Addressing a seminar on ‘Sustainability, Security and Affordability of Natural Gas Supply in Pakistan,’ organised by Petroleum Division on Wednesday, the prime minister pointed out that indigenous gas reserves were depleting and the country was now importing gas to plug the shortfall.
“But there is a big difference in the price of domestic gas and imported gas. With imported gas costing Rs17 a unit, its sale at Rs14 per unit creates a gap worth Rs3 a unit, which leads to the crisis. Dependence on import increases the circular debt of the energy sector,” the PM explained.
He noted that only 27pc households have access to piped gas while the remaining rely on LPG cylinders, which were four times more expensive than the piped gas. He said the subsidy on gas should be such that it facilitates the poor lot.
“To date, we were relying on indigenous gas, the reserves of which are depleted now. We really need to think about it, especially when winter is around the corner and there is usually a shortage of gas supply,” he said. “First of all, we need to debate on the issue while keeping a close eye on the development of the country. It is also not possible that a province progresses and the country’s economy fails.
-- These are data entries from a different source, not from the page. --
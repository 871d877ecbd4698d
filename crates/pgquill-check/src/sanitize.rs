//! Text normalization for identifiers, literals and file paths.
//!
//! These are plain character-class filters. Nothing here depends on a regex
//! engine, so the contract is exactly what the functions document.

/// Returns `true` for characters allowed in a sanitized identifier: `[A-Za-z0-9_-]`.
pub fn is_ident_char(c: char) -> bool {
    c.is_ascii_alphanumeric() || c == '_' || c == '-'
}

/// Strip every character outside `[A-Za-z0-9_-]`, keeping the rest in order.
///
/// Sanitizing an already clean identifier returns it unchanged.
///
/// # Example
/// ```
/// use pgquill_check::to_alphanumeric;
///
/// assert_eq!(to_alphanumeric("users; --"), "users--");
/// assert_eq!(to_alphanumeric("user_id"), "user_id");
/// ```
pub fn to_alphanumeric(s: &str) -> String {
    s.chars().filter(|c| is_ident_char(*c)).collect()
}

/// Escape quote characters in a literal by prefixing `\`, `"` and `'` with a backslash.
///
/// The result is meant to be wrapped in a PostgreSQL escape string (`E'...'`).
///
/// # Example
/// ```
/// use pgquill_check::escape_quotes;
///
/// assert_eq!(escape_quotes(r#"it's "quoted""#), r#"it\'s \"quoted\""#);
/// ```
pub fn escape_quotes(s: &str) -> String {
    let mut out = String::with_capacity(s.len());
    for c in s.chars() {
        if matches!(c, '\\' | '"' | '\'') {
            out.push('\\');
        }
        out.push(c);
    }
    out
}

/// Keep only the characters allowed in a file-backed data source path.
///
/// Allowed: word characters, whitespace and `- : \ / @ $ # ! + ~ . ,`.
pub fn sanitize_path(s: &str) -> String {
    s.chars()
        .filter(|c| {
            c.is_ascii_alphanumeric()
                || c.is_ascii_whitespace()
                || matches!(
                    c,
                    '_' | '-' | ':' | '\\' | '/' | '@' | '$' | '#' | '!' | '+' | '~' | '.' | ','
                )
        })
        .collect()
}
We are assuming that there are gas reserves and we can extract gas but we are still not sure about it.”
The premier warned that the country was heading towards a gas crisis. “I am alarmed because there will be a problem this winter but an even bigger problem next winter,” he said.
However, he expressed hope that the participants of the seminar, led by Special Assistant to the Prime Minister (SAPM) on Petroleum Nadeem Babar, would reach a consensus.
“We know that it’s quite an expensive process but I am expecting that we can build a national consensus while bringing all provinces on board.”
Imran Khan regretted that no long-term planning was done in the past to cope with the energy crisis, adding that there was no effort to exploit the hydro potential of the country to produce cheap electricity.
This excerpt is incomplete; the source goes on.